Yes, there is a lot of control. The collaboration with Lorenzo was a mix. As I have filmed my films I have experience as a photographer. And I love doing it. But in this film, I felt I could not do the camera and direct the actors at the same time. Not having the ability to do both things well was what worried me the most. It was super important for me, especially in this first approach to narrative film, to focus on directing the actors.

I worked with someone to do storyboards because I’m bad at drawing. It was a nice first experience directing someone who is drawing and asking me things like ‘Does she wear glasses? How far does her skirt fall?’ Not just questions about camera angles, distance from the characters and things like that. That helped me a lot in my approach to direct someone else. We did an exercise of putting the drawings on a timeline in FinalCut next to the movie, and it’s almost almost identical! Now, what Lorenzo did, which I really could not have done, is the lighting. Almost everything is natural lighting, but the little artificial lighting he used, I never would have achieved it, I do not have that experience.
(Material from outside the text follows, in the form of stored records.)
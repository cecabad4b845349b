//! Background balance feed for the connected account.
//!
//! The snapshot is keyed to one account. Switching accounts cancels the
//! previous loop and resets the snapshot before the new loop starts, so a
//! late response for the old account can never land on the new one.

use std::sync::atomic::{AtomicBool, Ordering};
use std::sync::{Arc, Mutex, PoisonError};
use std::time::Duration;

use async_trait::async_trait;
use solana_sdk::pubkey::Pubkey;
use tokio::sync::watch;
use tracing::{debug, info, instrument, warn};

use super::task::{CancelToken, PeriodicTask};
use crate::domain::{BalanceRefresher, BalanceSnapshot, Commitment, LedgerClient, lamports_to_sol};

/// Default refresh period for the balance feed
pub const DEFAULT_BALANCE_POLL_INTERVAL: Duration = Duration::from_secs(15);

#[derive(Debug, Clone)]
pub struct BalancePollerConfig {
    pub interval: Duration,
    pub commitment: Commitment,
}

impl Default for BalancePollerConfig {
    fn default() -> Self {
        Self {
            interval: DEFAULT_BALANCE_POLL_INTERVAL,
            commitment: Commitment::Confirmed,
        }
    }
}

impl BalancePollerConfig {
    /// Load configuration from environment variables
    pub fn from_env() -> Self {
        let interval = std::env::var("BALANCE_POLL_INTERVAL_SECS")
            .ok()
            .and_then(|v| v.parse::<u64>().ok())
            .filter(|secs| *secs > 0)
            .map(Duration::from_secs)
            .unwrap_or(DEFAULT_BALANCE_POLL_INTERVAL);

        Self {
            interval,
            ..Default::default()
        }
    }
}

struct ActiveAccount {
    address: Pubkey,
    task: PeriodicTask,
}

/// Owns the [`BalanceSnapshot`]
pub struct BalancePoller {
    ledger: Arc<dyn LedgerClient>,
    config: BalancePollerConfig,
    balance_tx: Arc<watch::Sender<BalanceSnapshot>>,
    active: Mutex<Option<ActiveAccount>>,
}

impl BalancePoller {
    #[must_use]
    pub fn new(ledger: Arc<dyn LedgerClient>, config: BalancePollerConfig) -> Self {
        let (balance_tx, _) = watch::channel(BalanceSnapshot::default());
        Self {
            ledger,
            config,
            balance_tx: Arc::new(balance_tx),
            active: Mutex::new(None),
        }
    }

    /// Point the poller at `account`, or idle it with `None`.
    ///
    /// Setting the same account again keeps the running loop.
    pub fn set_account(&self, account: Option<Pubkey>) {
        let mut active = self.active.lock().unwrap_or_else(PoisonError::into_inner);
        if active.as_ref().map(|a| a.address) == account {
            return;
        }

        if let Some(previous) = active.take() {
            previous.task.cancel();
            debug!(account = %previous.address, "Stopped balance polling");
        }

        self.balance_tx.send_modify(|snapshot| {
            *snapshot = BalanceSnapshot {
                address: account.map(|a| a.to_string()),
                amount: None,
                loading: false,
            };
        });

        let Some(address) = account else {
            info!("Balance feed idle (no connected account)");
            return;
        };

        let ledger = Arc::clone(&self.ledger);
        let balance_tx = Arc::clone(&self.balance_tx);
        let commitment = self.config.commitment;
        let in_flight = Arc::new(AtomicBool::new(false));
        let task = PeriodicTask::spawn("balance", self.config.interval, move |token| {
            let ledger = Arc::clone(&ledger);
            let balance_tx = Arc::clone(&balance_tx);
            let in_flight = Arc::clone(&in_flight);
            async move {
                let Some(_guard) = InFlight::acquire(&in_flight) else {
                    debug!(account = %address, "Previous balance fetch still running, skipping tick");
                    return;
                };
                poll_balance(ledger.as_ref(), &balance_tx, &address, commitment, &token).await;
            }
        });
        *active = Some(ActiveAccount { address, task });
        info!(account = %address, interval_secs = %self.config.interval.as_secs(), "Balance feed activated");
    }

    pub fn deactivate(&self) {
        self.set_account(None);
    }

    #[must_use]
    pub fn current_account(&self) -> Option<Pubkey> {
        self.active
            .lock()
            .unwrap_or_else(PoisonError::into_inner)
            .as_ref()
            .map(|a| a.address)
    }

    /// One immediate fetch outside the periodic schedule.
    ///
    /// Failures leave the snapshot untouched.
    #[instrument(skip(self))]
    pub async fn refresh(&self) {
        let (address, token) = {
            let active = self.active.lock().unwrap_or_else(PoisonError::into_inner);
            match active.as_ref() {
                Some(a) => (a.address, a.task.token()),
                None => return,
            }
        };

        match self.ledger.get_balance(&address, self.config.commitment).await {
            Ok(lamports) => {
                self.balance_tx.send_if_modified(|snapshot| {
                    if token.is_cancelled() {
                        return false;
                    }
                    snapshot.amount = Some(lamports_to_sol(lamports));
                    true
                });
                debug!(account = %address, lamports = %lamports, "Balance refreshed");
            }
            Err(e) => {
                warn!(account = %address, error = %e, "Balance refresh failed");
            }
        }
    }

    #[must_use]
    pub fn snapshot(&self) -> BalanceSnapshot {
        self.balance_tx.borrow().clone()
    }

    #[must_use]
    pub fn subscribe(&self) -> watch::Receiver<BalanceSnapshot> {
        self.balance_tx.subscribe()
    }
}

impl Drop for BalancePoller {
    fn drop(&mut self) {
        let active = self
            .active
            .get_mut()
            .unwrap_or_else(PoisonError::into_inner)
            .take();
        if let Some(active) = active {
            active.task.cancel();
        }
    }
}

#[async_trait]
impl BalanceRefresher for BalancePoller {
    async fn refresh(&self) {
        BalancePoller::refresh(self).await;
    }
}

/// Marks the one periodic fetch allowed per account at a time
struct InFlight<'a>(&'a AtomicBool);

impl<'a> InFlight<'a> {
    fn acquire(flag: &'a AtomicBool) -> Option<Self> {
        (!flag.swap(true, Ordering::SeqCst)).then_some(Self(flag))
    }
}

impl Drop for InFlight<'_> {
    fn drop(&mut self) {
        self.0.store(false, Ordering::SeqCst);
    }
}

async fn poll_balance(
    ledger: &dyn LedgerClient,
    balance_tx: &watch::Sender<BalanceSnapshot>,
    address: &Pubkey,
    commitment: Commitment,
    token: &CancelToken,
) {
    balance_tx.send_if_modified(|snapshot| {
        if token.is_cancelled() {
            return false;
        }
        snapshot.loading = true;
        true
    });

    let result = ledger.get_balance(address, commitment).await;

    balance_tx.send_if_modified(|snapshot| {
        if token.is_cancelled() {
            return false;
        }
        match &result {
            Ok(lamports) => snapshot.amount = Some(lamports_to_sol(*lamports)),
            Err(e) => {
                warn!(account = %address, error = %e, "Balance fetch failed");
                snapshot.amount = None;
            }
        }
        snapshot.loading = false;
        true
    });
}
There is a take that is 80% black, what a radical decision!
Well, in The Night Watchman you feel it too! I like darkness in film. I do not shy away from a dark screen. Especially with today’s technology, we often think there always has to be information and detail, even in blacks. I do not agree. I feel that those blacks can go black and that it gives you a very interesting depth. And that it is often that space where we do not see when are able to listen to what is happening.

Speaking of listening, there are recurrent sound elements in your film, such as the voice of street vendors and the splash of the water, that you use to give the film a beautiful slow rhythm…
I edit my films and I’ve done camera, but sound design is not my strength. I understand its importance, and in writing there are many sound elements, even in the first texts, that were lost in the script and we decided to return to in order to keep the sound proposal.

Some very interesting difference between fiction and documentary is that when you see your documentary footage for the first time it already has sound from the environment, while in fiction it does not because the environment is controlled in order to capture clean dialogues. So I thought that all my footage was totally dead, lifeless. I panicked! And Dave Cerf, my partner and collaborator, began to build that first sound design for the film. And then I worked with Alejandro de Icaza, who did The General (2009) and The Night Watchman with me, doing the mix, putting more elements, making the foleys… And in the end we were lucky enough to work with Lora Hirschberg at Skywalker Ranch in Marin, where we did a final sound mix that lasted three days, an incredible experience.

If someone saw Everything Else fifty years from now, what do you think they’d think?
On the one hand perhaps it would be seen as a historical document: the metro, women… how life is in Mexico nowadays. But I imagine that the emotional aspect of the film, the solitude of Doña Flor, is something that will continue in life. We are social beings, I believe that we always struggle with those issues concerning the individual, society, loneliness, community, family. It will always be part of our biology, to have to deal with the issue of who we are amongst others.